Thank you for the interest in the bourse class. If you popped over to Focus on Finishing, you must have realized by now how easy a bourse is! I was even a little ashamed to be writing this tutorial… But that was a request from many of you on the Focus on Finishing blog. The bourse got the most votes in the poll Anne and Karen created when the blog opened. So, I hope it will help some, even though I know many of you don’t even need a tutorial for this.
Today, I wanted to post an update on my wedding gown. I’ve been working on the muslin last weekend and at evenings during the week.
I’ll share pictures of the muslin later, but first had to tell you about the pattern.
I changed my mind quite a few times about that! Finding the right pattern has been an ongoing process for the past several months.
I had finally decided to make McCall’s 5383 (pictured to the left), but…
Once I got the pattern, and could look at it close and personal, while I still liked the simple lines, I thought the bodice was… wanting. It wasn’t classy enough. Too flimsy. Never mind, I can still use the pattern to make a cute shorter dress some day!

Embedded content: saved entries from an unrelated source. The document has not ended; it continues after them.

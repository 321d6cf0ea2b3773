//! Per-entity field registry
//!
//! A `Schema<T>` is built once per entity type and maps dotted, case-insensitive
//! property paths to typed accessors. Nested value objects are flattened at
//! registration, so `Address.City` resolves with a single lookup. The object
//! itself is registered too, as `Address`, for null tests.

use crate::error::{FilterError, Result, SchemaError};
use crate::schema::value::{FieldValue, FilterEnum, Value, ValueType};
use ahash::{AHashMap, AHashSet};
use std::fmt;
use std::sync::Arc;

type Accessor<T> = Arc<dyn Fn(&T) -> Value + Send + Sync>;

/// An entity type that can be filtered
///
/// Implementors keep their schema in a static initialised on first use.
pub trait Filterable: Sized + 'static {
    fn schema() -> &'static Schema<Self>;
}

/// A registered member of an entity
pub struct Field<T> {
    path: String,
    value_type: ValueType,
    nullable: bool,
    accessor: Accessor<T>,
}

impl<T> Field<T> {
    /// Canonical path as registered, e.g. `Address.City`
    #[inline]
    pub fn path(&self) -> &str {
        &self.path
    }

    #[inline]
    pub fn value_type(&self) -> ValueType {
        self.value_type
    }

    #[inline]
    pub fn nullable(&self) -> bool {
        self.nullable
    }

    /// Read the member's current value from an entity
    #[inline]
    pub fn read(&self, entity: &T) -> Value {
        (self.accessor)(entity)
    }
}

impl<T> Clone for Field<T> {
    fn clone(&self) -> Self {
        Self {
            path: self.path.clone(),
            value_type: self.value_type,
            nullable: self.nullable,
            accessor: Arc::clone(&self.accessor),
        }
    }
}

impl<T> fmt::Debug for Field<T> {
    fn fmt(&self, f: &mut fmt::Formatter<'_>) -> fmt::Result {
        f.debug_struct("Field")
            .field("path", &self.path)
            .field("value_type", &self.value_type)
            .field("nullable", &self.nullable)
            .finish()
    }
}

/// Field registry for one entity type
pub struct Schema<T> {
    entity: &'static str,
    fields: Vec<Field<T>>,
    /// Lower-cased path -> index into `fields`
    index: AHashMap<String, usize>,
    /// Lower-cased paths registered more than once
    ambiguous: AHashSet<String>,
}

impl<T> Schema<T> {
    #[inline]
    pub fn entity(&self) -> &'static str {
        self.entity
    }

    #[inline]
    pub fn len(&self) -> usize {
        self.fields.len()
    }

    #[inline]
    pub fn is_empty(&self) -> bool {
        self.fields.is_empty()
    }

    /// Canonical paths of every registered member, in registration order
    pub fn paths(&self) -> impl Iterator<Item = &str> + '_ {
        self.fields.iter().map(|f| f.path.as_str())
    }

    #[inline]
    pub fn field_at(&self, index: usize) -> Option<&Field<T>> {
        self.fields.get(index)
    }

    /// Resolve a dotted path, matching each segment case-insensitively.
    ///
    /// Returns the field index together with the field itself.
    pub fn resolve(&self, path: &str) -> Result<(usize, &Field<T>)> {
        let key = normalize_path(path);

        if self.ambiguous.contains(&key) {
            return Err(FilterError::Schema(SchemaError::AmbiguousPath {
                path: path.to_string(),
                entity: self.entity,
            }));
        }

        self.index
            .get(&key)
            .map(|&idx| (idx, &self.fields[idx]))
            .ok_or_else(|| FilterError::PropertyNotFound {
                path: path.to_string(),
                entity: self.entity,
            })
    }
}

impl<T> fmt::Debug for Schema<T> {
    fn fmt(&self, f: &mut fmt::Formatter<'_>) -> fmt::Result {
        f.debug_struct("Schema")
            .field("entity", &self.entity)
            .field("fields", &self.fields)
            .finish()
    }
}

/// Lower-case every segment and drop whitespace around the dots
pub(crate) fn normalize_path(path: &str) -> String {
    path.split('.')
        .map(|segment| segment.trim().to_lowercase())
        .collect::<Vec<_>>()
        .join(".")
}

// ============================================================================
// Builder
// ============================================================================

/// Builder for [`Schema`]
pub struct SchemaBuilder<T> {
    entity: &'static str,
    fields: Vec<Field<T>>,
}

impl<T: 'static> SchemaBuilder<T> {
    pub fn new(entity: &'static str) -> Self {
        Self {
            entity,
            fields: Vec::new(),
        }
    }

    /// Register a scalar member; `Option<V>` members are nullable
    pub fn field<V, F>(mut self, name: &str, accessor: F) -> Self
    where
        V: FieldValue,
        F: Fn(&T) -> V + Send + Sync + 'static,
    {
        self.fields.push(Field {
            path: name.to_string(),
            value_type: V::TYPE,
            nullable: V::NULLABLE,
            accessor: Arc::new(move |entity: &T| accessor(entity).into_value()),
        });
        self
    }

    /// Register an enum member matched by variant name
    pub fn enum_field<E, F>(mut self, name: &str, accessor: F) -> Self
    where
        E: FilterEnum,
        F: Fn(&T) -> E + Send + Sync + 'static,
    {
        self.fields.push(Field {
            path: name.to_string(),
            value_type: E::value_type(),
            nullable: false,
            accessor: Arc::new(move |entity: &T| Value::Enum(accessor(entity).variant_index())),
        });
        self
    }

    /// Register an optional enum member
    pub fn optional_enum_field<E, F>(mut self, name: &str, accessor: F) -> Self
    where
        E: FilterEnum,
        F: Fn(&T) -> Option<E> + Send + Sync + 'static,
    {
        self.fields.push(Field {
            path: name.to_string(),
            value_type: E::value_type(),
            nullable: true,
            accessor: Arc::new(move |entity: &T| match accessor(entity) {
                Some(e) => Value::Enum(e.variant_index()),
                None => Value::Null,
            }),
        });
        self
    }

    /// Register a nested value object as `name` and every member of it under `name.`
    pub fn nested<U, F>(mut self, name: &str, accessor: F, schema: &Schema<U>) -> Self
    where
        U: 'static,
        F: Fn(&T) -> &U + Send + Sync + 'static,
    {
        self.fields.push(Field {
            path: name.to_string(),
            value_type: ValueType::Object { name: schema.entity },
            nullable: false,
            accessor: Arc::new(|_: &T| Value::Object),
        });

        let outer = Arc::new(accessor);
        for inner in &schema.fields {
            let outer = Arc::clone(&outer);
            let read = Arc::clone(&inner.accessor);
            self.fields.push(Field {
                path: format!("{}.{}", name, inner.path),
                value_type: inner.value_type,
                nullable: inner.nullable,
                accessor: Arc::new(move |entity: &T| read(outer(entity))),
            });
        }
        self
    }

    /// Register an optional nested value object; all its members become nullable
    pub fn optional_nested<U, F>(mut self, name: &str, accessor: F, schema: &Schema<U>) -> Self
    where
        U: 'static,
        F: Fn(&T) -> Option<&U> + Send + Sync + 'static,
    {
        let outer = Arc::new(accessor);
        let present = Arc::clone(&outer);
        self.fields.push(Field {
            path: name.to_string(),
            value_type: ValueType::Object { name: schema.entity },
            nullable: true,
            accessor: Arc::new(move |entity: &T| match present(entity) {
                Some(_) => Value::Object,
                None => Value::Null,
            }),
        });

        for inner in &schema.fields {
            let outer = Arc::clone(&outer);
            let read = Arc::clone(&inner.accessor);
            self.fields.push(Field {
                path: format!("{}.{}", name, inner.path),
                value_type: inner.value_type,
                nullable: true,
                accessor: Arc::new(move |entity: &T| match outer(entity) {
                    Some(value) => read(value),
                    None => Value::Null,
                }),
            });
        }
        self
    }

    pub fn build(self) -> Schema<T> {
        let mut index = AHashMap::with_capacity(self.fields.len());
        let mut ambiguous = AHashSet::new();

        for (idx, field) in self.fields.iter().enumerate() {
            let key = normalize_path(&field.path);
            if index.insert(key.clone(), idx).is_some() {
                ambiguous.insert(key);
            }
        }

        Schema {
            entity: self.entity,
            fields: self.fields,
            index,
            ambiguous,
        }
    }
}
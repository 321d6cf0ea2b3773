//! Parser configuration
//!
//! Settings are usually loaded from the host application's JSON config, e.g.
//!
//! ```json
//! { "allowed_properties": ["Status", "Age", "Address.City"], "max_clauses": 10 }
//! ```

use crate::filter::PropertyWhitelist;
use serde::{Deserialize, Serialize};
use thiserror::Error;

/// Configuration for a `FilterParser`
#[derive(Debug, Clone, Default, PartialEq, Eq, Serialize, Deserialize)]
#[serde(default)]
pub struct FilterConfig {
    /// Queryable property paths; `None` allows every registered member
    pub allowed_properties: Option<Vec<String>>,
    /// Upper bound on clauses per filter string
    pub max_clauses: Option<usize>,
}

impl FilterConfig {
    /// Deserialize and validate a JSON document
    pub fn from_json(json: &str) -> Result<Self, ConfigError> {
        let config: FilterConfig = serde_json::from_str(json)?;
        config.validate()?;
        Ok(config)
    }

    pub fn validate(&self) -> Result<(), ConfigError> {
        if self.max_clauses == Some(0) {
            return Err(ConfigError::Invalid(
                "max_clauses must be at least 1".to_string(),
            ));
        }
        if let Some(props) = &self.allowed_properties {
            if let Some(blank) = props.iter().find(|p| p.trim().is_empty()) {
                return Err(ConfigError::Invalid(format!(
                    "allowed_properties contains a blank entry: {:?}",
                    blank
                )));
            }
        }
        Ok(())
    }

    /// Whitelist built from `allowed_properties`
    pub fn whitelist(&self) -> Option<PropertyWhitelist> {
        self.allowed_properties
            .as_ref()
            .map(|props| props.iter().map(String::as_str).collect())
    }
}

/// Configuration loading errors
#[derive(Error, Debug)]
pub enum ConfigError {
    #[error("Deserialization error: {0}")]
    Deserialization(#[from] serde_json::Error),

    #[error("Invalid config: {0}")]
    Invalid(String),
}
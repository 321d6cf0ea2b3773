//! Predicate evaluator

use crate::predicate::ast::{CompareOp, Expr, TextOp};
use crate::schema::{Schema, Value};
use std::cmp::Ordering;

/// Evaluate an AST against an entity
pub(crate) fn check<T>(expr: &Expr, schema: &Schema<T>, entity: &T) -> bool {
    match expr {
        Expr::True => true,
        Expr::Compare {
            property,
            op,
            value,
        } => match schema.field_at(property.index) {
            Some(field) => compare(&field.read(entity), *op, value),
            None => false,
        },
        Expr::Text {
            property,
            op,
            pattern,
        } => match schema.field_at(property.index).map(|f| f.read(entity)) {
            Some(Value::String(s)) => match_text(&s.to_lowercase(), *op, pattern),
            _ => false,
        },
        Expr::Null { property, negated } => match schema.field_at(property.index) {
            Some(field) => field.read(entity).is_null() != *negated,
            None => false,
        },
        Expr::All(terms) => terms.iter().all(|term| check(term, schema, entity)),
        Expr::Any(terms) => terms.iter().any(|term| check(term, schema, entity)),
    }
}

/// Lifted comparison: a null member equals nothing and is ordered against nothing
fn compare(actual: &Value, op: CompareOp, expected: &Value) -> bool {
    if actual.is_null() {
        return op == CompareOp::Ne;
    }

    match op {
        CompareOp::Eq => actual == expected,
        CompareOp::Ne => actual != expected,
        CompareOp::Gt => actual.partial_cmp(expected) == Some(Ordering::Greater),
        CompareOp::Ge => matches!(
            actual.partial_cmp(expected),
            Some(Ordering::Greater | Ordering::Equal)
        ),
        CompareOp::Lt => actual.partial_cmp(expected) == Some(Ordering::Less),
        CompareOp::Le => matches!(
            actual.partial_cmp(expected),
            Some(Ordering::Less | Ordering::Equal)
        ),
    }
}

#[inline]
fn match_text(haystack: &str, op: TextOp, pattern: &str) -> bool {
    match op {
        TextOp::Contains => haystack.contains(pattern),
        TextOp::StartsWith => haystack.starts_with(pattern),
        TextOp::EndsWith => haystack.ends_with(pattern),
    }
}
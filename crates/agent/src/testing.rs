//! Scripted provider and tool handlers for exercising the orchestrator
//! without a live backend.

use async_trait::async_trait;
use fundwise_config::{AppConfig, RetryConfig};
use fundwise_core::error::{ProviderError, ToolError};
use fundwise_core::provider::{
    BlockKind, Delta, EventStream, Provider, ProviderRequest, StopReason, StreamEvent, Usage,
};
use fundwise_core::tool::{ToolContext, ToolHandler};
use std::collections::VecDeque;
use std::sync::atomic::{AtomicU32, Ordering};
use std::sync::{Arc, Mutex, MutexGuard};
use std::time::Duration;
use tokio::sync::mpsc;

use crate::stream_event::StreamRecord;

fn lock<T>(mutex: &Mutex<T>) -> MutexGuard<'_, T> {
    mutex.lock().unwrap_or_else(|poisoned| poisoned.into_inner())
}

/// What the scripted backend does for one call.
#[derive(Debug, Clone)]
pub enum RoundScript {
    /// Open successfully and replay these items.
    Events(Vec<Result<StreamEvent, ProviderError>>),
    /// Fail to open.
    OpenError(ProviderError),
}

/// A provider that replays one script per call, in order.
pub struct ScriptedProvider {
    rounds: Mutex<VecDeque<RoundScript>>,
    calls: AtomicU32,
    requests: Mutex<Vec<ProviderRequest>>,
    event_delay: Option<Duration>,
}

impl ScriptedProvider {
    pub fn new(rounds: Vec<RoundScript>) -> Self {
        Self {
            rounds: Mutex::new(rounds.into()),
            calls: AtomicU32::new(0),
            requests: Mutex::new(Vec::new()),
            event_delay: None,
        }
    }

    /// Fail the first `n` calls with `error` before any script is used.
    pub fn fail_first(self, n: usize, error: ProviderError) -> Self {
        {
            let mut rounds = lock(&self.rounds);
            for _ in 0..n {
                rounds.push_front(RoundScript::OpenError(error.clone()));
            }
        }
        self
    }

    /// Sleep this long before each replayed event.
    pub fn with_event_delay(mut self, delay: Duration) -> Self {
        self.event_delay = Some(delay);
        self
    }

    pub fn calls(&self) -> u32 {
        self.calls.load(Ordering::SeqCst)
    }

    pub fn requests(&self) -> Vec<ProviderRequest> {
        lock(&self.requests).clone()
    }
}

#[async_trait]
impl Provider for ScriptedProvider {
    fn name(&self) -> &str {
        "scripted"
    }

    async fn stream(&self, request: ProviderRequest) -> Result<EventStream, ProviderError> {
        self.calls.fetch_add(1, Ordering::SeqCst);
        lock(&self.requests).push(request);

        let script = lock(&self.rounds).pop_front();
        let items = match script {
            Some(RoundScript::Events(items)) => items,
            Some(RoundScript::OpenError(e)) => return Err(e),
            None => {
                return Err(ProviderError::NotConfigured(
                    "scripted provider has no more rounds".into(),
                ));
            }
        };

        let (tx, rx) = mpsc::channel(64);
        let delay = self.event_delay;
        tokio::spawn(async move {
            for item in items {
                if let Some(delay) = delay {
                    tokio::time::sleep(delay).await;
                }
                if tx.send(item).await.is_err() {
                    break;
                }
            }
        });
        Ok(rx)
    }
}

fn usage() -> Option<Usage> {
    Some(Usage {
        input_tokens: 10,
        output_tokens: 5,
    })
}

fn text_block(fragments: &[&str]) -> Vec<StreamEvent> {
    let mut events = vec![StreamEvent::BlockStart {
        block: BlockKind::Text,
    }];
    events.extend(fragments.iter().map(|f| StreamEvent::Delta {
        delta: Delta::Text((*f).to_string()),
    }));
    events.push(StreamEvent::BlockStop);
    events
}

/// A round that streams `fragments` as one text block and finishes.
pub fn text_round(fragments: &[&str]) -> RoundScript {
    let mut events = text_block(fragments);
    events.push(StreamEvent::MessageStop {
        stop_reason: StopReason::Finished,
        usage: usage(),
    });
    RoundScript::Events(events.into_iter().map(Ok).collect())
}

/// A round that finishes without producing any text.
pub fn silent_round() -> RoundScript {
    RoundScript::Events(vec![Ok(StreamEvent::MessageStop {
        stop_reason: StopReason::Finished,
        usage: usage(),
    })])
}

/// A round that optionally streams `text`, then requests the given tools
/// as `(id, name, input)`.
pub fn tool_round(text: &str, calls: &[(&str, &str, serde_json::Value)]) -> RoundScript {
    let mut events = if text.is_empty() {
        vec![]
    } else {
        text_block(&[text])
    };
    for (id, name, input) in calls {
        events.push(StreamEvent::BlockStart {
            block: BlockKind::ToolUse {
                id: (*id).to_string(),
                name: (*name).to_string(),
            },
        });
        events.push(StreamEvent::Delta {
            delta: Delta::ToolInput(input.to_string()),
        });
        events.push(StreamEvent::BlockStop);
    }
    events.push(StreamEvent::MessageStop {
        stop_reason: StopReason::ToolRequested,
        usage: usage(),
    });
    RoundScript::Events(events.into_iter().map(Ok).collect())
}

/// A round that streams some text and then breaks mid-stream.
pub fn interrupted_round(fragments: &[&str]) -> RoundScript {
    let mut items: Vec<Result<StreamEvent, ProviderError>> = vec![Ok(StreamEvent::BlockStart {
        block: BlockKind::Text,
    })];
    items.extend(fragments.iter().map(|f| {
        Ok(StreamEvent::Delta {
            delta: Delta::Text((*f).to_string()),
        })
    }));
    items.push(Err(ProviderError::StreamInterrupted("connection reset".into())));
    RoundScript::Events(items)
}

/// Configuration with millisecond retry backoff.
pub fn fast_config() -> AppConfig {
    AppConfig {
        retry: RetryConfig {
            max_attempts: 3,
            initial_backoff_ms: 1,
            max_backoff_ms: 5,
            multiplier: 2.0,
        },
        ..AppConfig::default()
    }
}

/// Drain a session's record stream.
pub async fn collect_records(mut rx: mpsc::Receiver<StreamRecord>) -> Vec<StreamRecord> {
    let mut records = Vec::new();
    while let Some(record) = rx.recv().await {
        records.push(record);
    }
    records
}

// --- Tool handlers ---

/// Returns a fixed value and remembers the contexts it saw.
pub struct StaticTool {
    value: serde_json::Value,
    contexts: Mutex<Vec<ToolContext>>,
}

impl StaticTool {
    pub fn new(value: serde_json::Value) -> Self {
        Self {
            value,
            contexts: Mutex::new(Vec::new()),
        }
    }

    pub fn contexts(&self) -> Vec<ToolContext> {
        lock(&self.contexts).clone()
    }

    pub fn calls(&self) -> usize {
        lock(&self.contexts).len()
    }
}

#[async_trait]
impl ToolHandler for StaticTool {
    fn description(&self) -> &str {
        "Returns a fixed result"
    }

    fn parameters_schema(&self) -> serde_json::Value {
        serde_json::json!({"type": "object"})
    }

    async fn invoke(
        &self,
        _input: serde_json::Value,
        context: &ToolContext,
    ) -> Result<serde_json::Value, ToolError> {
        lock(&self.contexts).push(context.clone());
        Ok(self.value.clone())
    }
}

pub struct FailingTool {
    reason: String,
}

impl FailingTool {
    pub fn new(reason: impl Into<String>) -> Self {
        Self {
            reason: reason.into(),
        }
    }
}

#[async_trait]
impl ToolHandler for FailingTool {
    fn description(&self) -> &str {
        "Always fails"
    }

    fn parameters_schema(&self) -> serde_json::Value {
        serde_json::json!({"type": "object"})
    }

    async fn invoke(
        &self,
        _input: serde_json::Value,
        _context: &ToolContext,
    ) -> Result<serde_json::Value, ToolError> {
        Err(ToolError::ExecutionFailed {
            tool_name: "failing".into(),
            reason: self.reason.clone(),
        })
    }
}

pub struct PanickingTool;

#[async_trait]
impl ToolHandler for PanickingTool {
    fn description(&self) -> &str {
        "Panics when invoked"
    }

    fn parameters_schema(&self) -> serde_json::Value {
        serde_json::json!({"type": "object"})
    }

    async fn invoke(
        &self,
        _input: serde_json::Value,
        _context: &ToolContext,
    ) -> Result<serde_json::Value, ToolError> {
        panic!("handler exploded")
    }
}

/// Sleeps, then succeeds. Counts the calls that ran to completion.
pub struct SlowTool {
    delay: Duration,
    completed: Arc<AtomicU32>,
}

impl SlowTool {
    pub fn new(delay: Duration) -> Self {
        Self {
            delay,
            completed: Arc::new(AtomicU32::new(0)),
        }
    }

    pub fn completed(&self) -> u32 {
        self.completed.load(Ordering::SeqCst)
    }
}

#[async_trait]
impl ToolHandler for SlowTool {
    fn description(&self) -> &str {
        "Takes its time"
    }

    fn parameters_schema(&self) -> serde_json::Value {
        serde_json::json!({"type": "object"})
    }

    async fn invoke(
        &self,
        _input: serde_json::Value,
        _context: &ToolContext,
    ) -> Result<serde_json::Value, ToolError> {
        tokio::time::sleep(self.delay).await;
        self.completed.fetch_add(1, Ordering::SeqCst);
        Ok(serde_json::json!({"ok": true}))
    }
}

My mum also told me she thought princess seams would be more becoming on me, and I thought she was right. (My dear mom is not always right when it comes to my style, but this time I think she was spot on!) The last time we were together, I was wearing my red roses outfit (the first I machine-sewed), and the top has princess seams, which is why she thought about that.
My mum sounded honoured that I emailed her pictures of prospective patterns and asked for her advice, but it meant a lot to have her opinion. If I was shopping for that kind of dress, instead of making it, I would be shopping with her, right?
Another reason why I like the idea of princess seams, is that I know her wedding dress, which my grandma made, had princess seams. That is about the only thing I know about that dress: it was lately cut apart to make a suit. Sigh. The only picture I have seen of my parents’ wedding is a bust portrait and my mother is holding her big bouquet of marguerites in front of her… So I never saw the dress’s style.
I still wanted an empire waist, and after putting my thinking cap on again and browsing some more, I finally decided to use New Look 6318.
I am very happy with my final choice and have not had a flicker of doubt ever since I purchased it…I guess that is the same feeling you get when you shop for your wedding dress and find “the one”!
Of course, I want the dress to be completely and utterly mine – otherwise what would be the point in making it oneself, right? So I am changing a few things to make it fit my own idea exactly.
First, I am going to use the bodice in view A over the skirt design in view C. The bodice, dress and overskirt will be in blue dupioni, while the underskirt (which is actually the dress’s front skirt panel) will be in a contrasting white.
I was thinking of making the contrasting underskirt in batiste (like the lining and underlining), but my friend Becky treated me to a very generous birthday gift certificate to fabric.com yesterday! Thank you Becky!!
So, I am now thinking of spending a little more and using a lightweight white taffeta. The weight and drape should be closer to the dupioni, which should be much better for the general hang of the dress. I didn’t want dupioni for the underskirt because I want to play with contrasting textures (I want a smoother look for the underskirt).
That means I’ll have to wait for the fabric to arrive before making more progress on the dress, but that’s OK. I can make something else in the meantime and read more from the fantastic Bridal Couture book.
The other main alteration concerns the straps. I am going to redraft the straps so that they are wider, and also tapered where they meet the bodice (or maybe I should do the opposite and have them wider on the bottom and tapered on the top of the shoulders? I’ll have to try both).
Dupioni update: I cut out another swatch and this time simply soaked it in cold water for an hour or two. After a careful ironing, the swatch was still beautiful. The fabric may be slightly less drapey, but that is not a problem. The texture is almost the same. I shall therefore soak the whole fabric piece before using it. Knowing the dress won’t be ruined by a drop of water is a great relief! Which just gets to show, it is always good to experiment. Even the fabric books don’t agree on how to treat dupioni, by the way. (I have to thank Tany for her help with sewing books!)
That is the beauty of sewing – the freedom to experiment and achieve the exact result that you have pictured in your mind’s eye.
That’s it for now. I’ll be posting pictures of the latest muslin fitting later.